Attorney General Yehuda Weinstein on Thursday said his office would open a preliminary investigation into alleged financial misconduct at the private and state residences of Prime Minister Benjamin Netanyahu, but only after the upcoming elections.
Weinstein said the investigation will take place only after the election because there is not enough time to complete the probe before March 17. He stressed that Netanyahu himself is not suspected of involvement in the alleged misdemeanors.
The findings, dealing with the official Jerusalem residence and Netanyahu’s private Caesarea home, as well as the testimonies of a former employee at the residence, raised only mild suspicions, a statement from Weinstein’s office read.
“But the state attorney’s office believes that the variety of affairs justifies a probe, at the end of which it will be decided whether to launch a criminal investigation,” it said.
Weinstein noted the importance of cautious conduct in the weeks leading up to elections.
“One must note that in the material accumulated to this point, there is no evidence that raises the suspicion of involvement of the prime minister himself in the said deeds,” the statement read.
Following the initial examination of the charges outlined in a State Comptroller report published last week and in testimony by an ex-custodian who worked with the couple at the Prime Minister’s Residence, Weinstein will decide whether to open a criminal investigation.
The spending report released by State Comptroller Yosef Shapira last Tuesday detailed lavish spending by Netanyahu and his wife at his official residence in Jerusalem as well as at their private home in Caesarea and alleged possible criminal misdeeds by the two.
State prosecutors were expected to recommend that Weinstein widen the probe into the allegations and summon employees at the official residence for interrogation.
Police have said that the Netanyahus may also be called in for questioning.
The Netanyahus’ ex-caretaker, Menny Naftali, arrived at the Lahav 433 fraud investigation unit on Thursday to complete his testimony.
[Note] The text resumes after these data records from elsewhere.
//! Scope table view

use std::time::Instant;

use tracing::{debug, info};

use super::alert::RemoteAlert;
use super::loading::LoadingIndicator;
use super::route::Route;
use super::row::ScopeRowView;
use crate::api::{ApiError, Dispatcher, Ticket};
use crate::domain::ScopeId;
use crate::store::{FetchStatus, SharedStore};

/// Loading-sheet label for the scope collection
pub const SCOPES_LABEL: &str = "Scopes";

/// What to do once the store is populated
#[derive(Debug, Clone, Copy, PartialEq, Eq)]
pub enum Continuation {
    /// Render the scope table
    ShowList,
    /// Open the edit form for a scope
    EditScope(ScopeId),
}

/// Which part of the table area is shown
#[derive(Debug, Clone, Copy, PartialEq, Eq)]
pub enum TableVisibility {
    /// Not rendered (or disposed)
    Hidden,
    /// The table of rows
    Table,
    /// The "no scopes" placeholder
    Placeholder,
}

/// Lists every scope in the store, one [`ScopeRowView`] per scope
pub struct ScopeListView {
    store: SharedStore,
    rows: Vec<ScopeRowView>,
    visibility: TableVisibility,
    loading: LoadingIndicator,
    waiting: Vec<Continuation>,
    render_after_fetch: bool,
    confirming: Option<ScopeId>,
}

impl ScopeListView {
    pub fn new(store: SharedStore) -> Self {
        Self {
            store,
            rows: Vec::new(),
            visibility: TableVisibility::Hidden,
            loading: LoadingIndicator::default(),
            waiting: Vec::new(),
            render_after_fetch: false,
            confirming: None,
        }
    }

    /// Make sure the store is populated, then continue with `then`.
    ///
    /// Returns `then` straight back when the store was already fetched; no
    /// loading indicator is shown in that case. Otherwise the continuation is
    /// held until [`on_fetched`](Self::on_fetched).
    pub fn load(&mut self, dispatcher: &Dispatcher, then: Continuation) -> Option<Continuation> {
        let status = self.store.borrow_mut().fetch_if_needed(dispatcher);
        match status {
            FetchStatus::Ready => Some(then),
            FetchStatus::Pending(ticket) => {
                debug!("Waiting on {:?} before {:?}", ticket, then);
                self.loading.show(SCOPES_LABEL);
                self.waiting.push(then);
                None
            }
        }
    }

    /// Re-fetch the collection and re-render once it arrives
    pub fn refresh(&mut self, dispatcher: &Dispatcher) -> Ticket {
        self.loading.show(SCOPES_LABEL);
        self.render_after_fetch = true;
        self.store.borrow_mut().refresh(dispatcher)
    }

    /// The store has been populated; returns the continuations to run.
    ///
    /// The loading sheet shows the label as loaded until [`tick`](Self::tick)
    /// hides it.
    pub fn on_fetched(&mut self, now: Instant) -> Vec<Continuation> {
        self.loading.finish(SCOPES_LABEL, now);
        if std::mem::take(&mut self.render_after_fetch) {
            self.render();
        }
        std::mem::take(&mut self.waiting)
    }

    /// The fetch failed; waiting continuations are dropped
    pub fn on_fetch_failed(&mut self) {
        self.loading.hide();
        self.render_after_fetch = false;
        self.waiting.clear();
    }

    /// Rebuild the table from the store, in store order
    pub fn render(&mut self) {
        self.confirming = None;
        self.rows = self
            .store
            .borrow()
            .iter()
            .cloned()
            .map(ScopeRowView::new)
            .collect();
        info!("Rendered {} scope rows", self.rows.len());
        self.toggle_placeholder();
    }

    /// Show the table when the store has scopes, the placeholder otherwise
    pub fn toggle_placeholder(&mut self) {
        self.visibility = if self.store.borrow().is_empty() {
            TableVisibility::Placeholder
        } else {
            TableVisibility::Table
        };
    }

    /// Leave the list for the creation form
    pub fn new_scope(&mut self) -> Route {
        self.dispose();
        Route::New
    }

    /// Drop every row (and its model subscription)
    pub fn dispose(&mut self) {
        self.rows.clear();
        self.confirming = None;
        self.visibility = TableVisibility::Hidden;
    }

    /// Ask the user to confirm deleting a scope
    pub fn request_delete(&mut self, id: ScopeId) {
        if self.row(id).is_some() {
            self.confirming = Some(id);
        }
    }

    pub fn cancel_delete(&mut self) {
        self.confirming = None;
    }

    /// Scope awaiting delete confirmation
    pub fn confirming(&self) -> Option<ScopeId> {
        self.confirming
    }

    /// The user confirmed; issue the remote delete
    pub fn confirm_delete(&mut self, dispatcher: &Dispatcher) -> Option<Ticket> {
        let id = self.confirming.take()?;
        self.rows
            .iter_mut()
            .find(|row| row.id() == Some(id))?
            .confirm_delete(dispatcher)
    }

    /// Apply a delete completion. Returns the alert to show on failure.
    pub fn on_delete_result(
        &mut self,
        id: ScopeId,
        ticket: Ticket,
        result: Result<(), ApiError>,
        now: Instant,
    ) -> Option<RemoteAlert> {
        let row = self
            .rows
            .iter_mut()
            .find(|row| row.pending_delete() == Some(ticket));

        match result {
            Ok(()) => {
                info!("Deleted scope {}", id);
                self.store.borrow_mut().remove(id);
                let animating = match row {
                    Some(row) => {
                        row.on_delete_succeeded(now);
                        true
                    }
                    None => false,
                };
                if !animating && self.visibility != TableVisibility::Hidden {
                    self.toggle_placeholder();
                }
                None
            }
            Err(err) => {
                if let Some(row) = row {
                    row.on_delete_failed();
                }
                Some(RemoteAlert::from_error(&err))
            }
        }
    }

    /// Advance row removals and the loading sheet. Returns whether an
    /// animation is still running.
    pub fn tick(&mut self, now: Instant) -> bool {
        let lingering = self.loading.tick(now);

        let mut finished = false;
        for row in &mut self.rows {
            finished |= row.tick(now);
        }
        if finished {
            self.rows.retain(|row| !row.is_removed());
        }

        let removing = self.rows.iter().any(ScopeRowView::is_removing);
        // Rows still fading keep the table up even when the store is already empty
        if finished && !removing {
            self.toggle_placeholder();
        }
        lingering || removing
    }

    pub fn rows(&self) -> &[ScopeRowView] {
        &self.rows
    }

    pub fn row(&self, id: ScopeId) -> Option<&ScopeRowView> {
        self.rows.iter().find(|row| row.id() == Some(id))
    }

    pub fn visibility(&self) -> TableVisibility {
        self.visibility
    }

    pub fn loading(&self) -> &LoadingIndicator {
        &self.loading
    }

    pub fn is_table_visible(&self) -> bool {
        self.visibility == TableVisibility::Table
    }

    pub fn is_placeholder_visible(&self) -> bool {
        self.visibility == TableVisibility::Placeholder
    }
}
Last week, Naftali testified for a marathon 11 hours with the Israel Police against Netanyahu after receiving limited immunity from prosecution. He reportedly provided documents and recordings detailing alleged financial abuse by the couple.
Earlier this week, the ex-custodian said he was receiving death threats and demanded a security detail following his testimony. He also filed a defamation lawsuit against the Likud and several close associates of Netanyahu for “smearing his name” following the publication of the state comptroller’s report.
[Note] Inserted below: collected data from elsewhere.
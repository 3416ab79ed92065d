//! Client-side scope collection mirroring `api/scopes`.
//!
//! The store keeps one [`ScopeModel`] per server scope, in server order, and
//! remembers whether it has been populated this session so views can reuse it
//! instead of fetching again.

mod model;
mod subset;

pub use model::{ScopeModel, Subscription};
pub use subset::ScopeSubset;

use std::cell::RefCell;
use std::rc::Rc;

use tracing::{debug, info};

use crate::api::{Dispatcher, Origin, Request, Ticket};
use crate::domain::{ScopeId, ScopeRecord};

/// Store handle passed to every view that needs it
pub type SharedStore = Rc<RefCell<ScopeStore>>;

/// Outcome of [`ScopeStore::fetch_if_needed`]
#[derive(Debug, Clone, Copy, PartialEq, Eq)]
pub enum FetchStatus {
    /// Already populated, nothing was sent
    Ready,
    /// Waiting on this fetch
    Pending(Ticket),
}

/// Error type for value lookups
#[derive(Debug, Clone, PartialEq, Eq, thiserror::Error)]
pub enum LookupError {
    #[error("No scope with value '{0}'")]
    NotFound(String),

    #[error("{count} scopes share the value '{value}'")]
    Ambiguous { value: String, count: usize },
}

/// Ordered collection of scopes, unique by id
#[derive(Debug, Default)]
pub struct ScopeStore {
    models: Vec<Rc<ScopeModel>>,
    fetched: bool,
    in_flight: Option<Ticket>,
}

impl ScopeStore {
    pub fn new() -> Self {
        Self::default()
    }

    /// Wrap a store in the shared handle the views expect
    pub fn shared(self) -> SharedStore {
        Rc::new(RefCell::new(self))
    }

    /// A store that counts as fetched, holding the given records
    pub fn from_records(records: Vec<ScopeRecord>) -> Self {
        let mut store = Self::new();
        store.merge(records);
        store.fetched = true;
        store
    }

    /// Whether a fetch has completed this session
    pub fn is_fetched(&self) -> bool {
        self.fetched
    }

    pub fn fetch_in_flight(&self) -> Option<Ticket> {
        self.in_flight
    }

    /// Fetch the collection unless it was already fetched.
    ///
    /// A call while a fetch is outstanding joins that fetch.
    pub fn fetch_if_needed(&mut self, dispatcher: &Dispatcher) -> FetchStatus {
        if self.fetched {
            return FetchStatus::Ready;
        }
        if let Some(ticket) = self.in_flight {
            return FetchStatus::Pending(ticket);
        }
        FetchStatus::Pending(self.refresh(dispatcher))
    }

    /// Always fetch the full collection
    pub fn refresh(&mut self, dispatcher: &Dispatcher) -> Ticket {
        let ticket = dispatcher.submit(Origin::StoreFetch, Request::FetchAll);
        self.in_flight = Some(ticket);
        ticket
    }

    /// Apply a fetch result and mark the store fetched
    pub fn apply_fetch(&mut self, ticket: Ticket, records: Vec<ScopeRecord>) {
        if self.in_flight == Some(ticket) {
            self.in_flight = None;
        }
        info!("Fetched {} scopes", records.len());
        self.merge(records);
        self.fetched = true;
    }

    /// Forget a failed fetch; the next `fetch_if_needed` tries again
    pub fn fetch_failed(&mut self, ticket: Ticket) {
        if self.in_flight == Some(ticket) {
            self.in_flight = None;
        }
    }

    /// Adopt the server's list: known ids keep their model (and observers),
    /// new ids get a fresh model, ids no longer present are dropped.
    fn merge(&mut self, records: Vec<ScopeRecord>) {
        let mut merged: Vec<Rc<ScopeModel>> = Vec::with_capacity(records.len());
        for record in records {
            match record.id {
                Some(id) if merged.iter().any(|m| m.id() == Some(id)) => {
                    debug!("Ignoring duplicate scope id {}", id);
                }
                Some(id) => match self.get(id) {
                    Some(existing) => {
                        existing.set(record);
                        merged.push(existing);
                    }
                    None => merged.push(ScopeModel::new(record)),
                },
                None => merged.push(ScopeModel::new(record)),
            }
        }
        self.models = merged;
    }

    pub fn len(&self) -> usize {
        self.models.len()
    }

    pub fn is_empty(&self) -> bool {
        self.models.is_empty()
    }

    pub fn iter(&self) -> impl Iterator<Item = &Rc<ScopeModel>> {
        self.models.iter()
    }

    pub fn get(&self, id: ScopeId) -> Option<Rc<ScopeModel>> {
        self.models.iter().find(|m| m.id() == Some(id)).cloned()
    }

    /// Whether this exact model is in the store
    pub fn contains(&self, model: &Rc<ScopeModel>) -> bool {
        self.models.iter().any(|m| Rc::ptr_eq(m, model))
    }

    /// Append a model unless it, or another model with its id, is present.
    ///
    /// Returns whether the model was added.
    pub fn add(&mut self, model: Rc<ScopeModel>) -> bool {
        if self.contains(&model) {
            return false;
        }
        if let Some(id) = model.id() {
            if self.get(id).is_some() {
                return false;
            }
        }
        self.models.push(model);
        true
    }

    pub fn remove(&mut self, id: ScopeId) -> Option<Rc<ScopeModel>> {
        let index = self.models.iter().position(|m| m.id() == Some(id))?;
        Some(self.models.remove(index))
    }

    /// The single scope with this value
    pub fn find_by_value(&self, value: &str) -> Result<Rc<ScopeModel>, LookupError> {
        let mut matches = self
            .models
            .iter()
            .filter(|m| m.with(|record| record.value == value));

        let first = matches
            .next()
            .ok_or_else(|| LookupError::NotFound(value.to_string()))?;
        let extra = matches.count();
        if extra > 0 {
            return Err(LookupError::Ambiguous {
                value: value.to_string(),
                count: extra + 1,
            });
        }
        Ok(first.clone())
    }

    /// Scopes granted to clients by default
    pub fn default_subset(&self) -> ScopeSubset {
        self.filter(|record| record.default_scope)
    }

    /// Scopes dynamically registered clients may request
    pub fn dyn_reg_subset(&self) -> ScopeSubset {
        self.filter(|record| record.allow_dyn_reg)
    }

    /// Default scopes that dynamically registered clients may also request
    pub fn default_dyn_reg_subset(&self) -> ScopeSubset {
        self.filter(|record| record.default_scope && record.allow_dyn_reg)
    }

    fn filter(&self, keep: impl Fn(&ScopeRecord) -> bool) -> ScopeSubset {
        ScopeSubset::new(
            self.models
                .iter()
                .filter(|m| m.with(&keep))
                .cloned()
                .collect(),
        )
    }
}

#[cfg(test)]
mod tests {
    use super::*;

    fn scope(id: ScopeId, value: &str, default_scope: bool, allow_dyn_reg: bool) -> ScopeRecord {
        ScopeRecord {
            id: Some(id),
            value: value.to_string(),
            default_scope,
            allow_dyn_reg,
            ..ScopeRecord::default()
        }
    }

    fn sample_store() -> ScopeStore {
        ScopeStore::from_records(vec![
            scope(1, "openid", true, true),
            scope(2, "profile", true, false),
            scope(3, "email", false, true),
            scope(4, "offline_access", false, false),
        ])
    }

    #[test]
    fn test_default_subset() {
        let store = sample_store();
        let subset = store.default_subset();
        assert_eq!(subset.values(), vec!["openid", "profile"]);
        assert!(subset.len() <= store.len());
    }

    #[test]
    fn test_dyn_reg_subsets() {
        let store = sample_store();
        assert_eq!(store.dyn_reg_subset().values(), vec!["openid", "email"]);
        assert_eq!(store.default_dyn_reg_subset().values(), vec!["openid"]);
    }

    #[test]
    fn test_subset_shares_identity() {
        let store = sample_store();
        let openid = store.get(1).unwrap();
        let subset = store.default_subset();
        assert!(subset.contains(&openid));

        // A change through the store is visible through the subset
        let mut changed = openid.snapshot();
        changed.description = Some("Log in".to_string());
        openid.set(changed);
        let seen = subset.iter().next().unwrap().snapshot();
        assert_eq!(seen.description.as_deref(), Some("Log in"));
    }

    #[test]
    fn test_find_by_value() {
        let store = sample_store();
        assert_eq!(store.find_by_value("email").unwrap().id(), Some(3));
        assert_eq!(
            store.find_by_value("phone").unwrap_err(),
            LookupError::NotFound("phone".to_string())
        );
    }

    #[test]
    fn test_find_by_value_ambiguous() {
        let store = ScopeStore::from_records(vec![
            scope(1, "email", false, false),
            scope(2, "email", true, false),
        ]);
        assert_eq!(
            store.find_by_value("email").unwrap_err(),
            LookupError::Ambiguous {
                value: "email".to_string(),
                count: 2
            }
        );
    }

    #[test]
    fn test_merge_keeps_models_and_adopts_server_order() {
        let mut store = sample_store();
        let email = store.get(3).unwrap();

        store.merge(vec![scope(3, "email", true, true), scope(5, "phone", false, false)]);

        assert_eq!(store.len(), 2);
        assert!(Rc::ptr_eq(&store.get(3).unwrap(), &email));
        assert!(email.snapshot().default_scope);
        assert!(store.get(1).is_none());
        assert_eq!(store.get(5).unwrap().value(), "phone");
    }

    #[test]
    fn test_merge_ignores_duplicate_ids() {
        let store = ScopeStore::from_records(vec![
            scope(1, "openid", false, false),
            scope(1, "openid-dup", false, false),
        ]);
        assert_eq!(store.len(), 1);
        assert_eq!(store.get(1).unwrap().value(), "openid");
    }

    #[test]
    fn test_add_is_unique_by_id() {
        let mut store = sample_store();
        assert!(!store.add(ScopeModel::new(scope(2, "profile", true, false))));
        assert!(store.add(ScopeModel::new(scope(9, "phone", false, false))));
        let phone = store.get(9).unwrap();
        assert!(!store.add(phone));
        assert_eq!(store.len(), 5);
    }

    #[test]
    fn test_remove() {
        let mut store = sample_store();
        let removed = store.remove(2).unwrap();
        assert_eq!(removed.value(), "profile");
        assert!(store.remove(2).is_none());
        assert_eq!(store.len(), 3);
    }

    #[test]
    fn test_new_store_is_not_fetched() {
        let store = ScopeStore::new();
        assert!(!store.is_fetched());
        assert!(store.is_empty());
        assert!(ScopeStore::from_records(Vec::new()).is_fetched());
    }
}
The Likud publicly blamed Naftali for much of the excessive spending at the Prime Minister’s Residence and at the Netanyahus’ home in Caesarea that was detailed in the comptroller’s report. Infuriated, Naftali, who was already involved in legal proceedings against the Netanyahus, returned to the police and offered further testimony.
On the basis of the State Comptroller’s report, the Netanyahus could face criminal charges over the accusation that Sara Netanyahu pocketed some NIS 4,000 ($1,035) of bottle refunds for recycling. Accusations that she purchased a set of patio furniture identical to the patio furniture at the official residence, which was subsequently delivered to the Netanyahu’s private residence, could also get them into trouble.
A third alleged scandal, over a scheme to overpay electrician Avi Pachima — an apparent Likud apparatchik — by inviting him to do work on weekends and holidays and a subsequent cover-up, may also result in criminal charges.
The allegations against the prime minister amount to suspicions of “low level” criminality, a Channel 2 TV report said Friday, and a formal police investigation of the Netanyahus “appears inescapable… if only to clear away the cloud of suspicion.”
“The police are preparing to take testimony,” Channel 2 reported Friday, “and it is not inconceivable that Prime Minister Netanyahu and Mrs. Netanyahu will be asked to give testimony.”
David Shimron, the Netanyahu family lawyer, said Friday that Naftali was not a credible witness, and added that the State Comptroller’s “minor” report did not contain allegations of criminal behavior. Shimron said the entire scandal was the work of “a very large campaign… by very large forces… designed to bring down” the prime minister. “Why was it so urgent” for the state comptroller to submit his report days before the elections?” Shimron asked in a Channel 2 interview, blaming “the media” and other powerful forces for the campaign against Netanyahu over alleged spending abuses.
Last Thursday, Netanyahu hired top criminal lawyer Jacob Weinroth to defend him in any potential criminal investigation that could emerge from Naftali’s allegations, and from the accusations of abuse of funds at the Prime Minister’s Residence detailed in the state comptroller’s report.
The spending allegations initially did not seem likely to harm Netanyahu’s chances of winning reelection on March 17, with polls showing that the affair had little impact on voters’ intentions. But the opening of a criminal investigation into Netanyahu’s spending could prove more significant.
Naftali served as caretaker of the Prime Minister’s Residence for nearly two years. He resigned after he wasn’t given the tenure that, he claimed, was promised him.
He has filed suit against the Prime Minister’s Office; the deputy director general of operations at the office, Ezra Saidoff; the prime minister’s wife, Sara Netanyahu; and Netanyahu himself.
Naftali seeks NIS 1.1 million ($286,000) in damages. He also separately sued Netanyahu for libel following an interview where Netanyahu said Naftali had been fired, even though he claims to have resigned.
Naftali recently asked the Jerusalem Labor Court to summon Sara Netanyahu to testify, and she is set to appear at the court after the March 17 elections.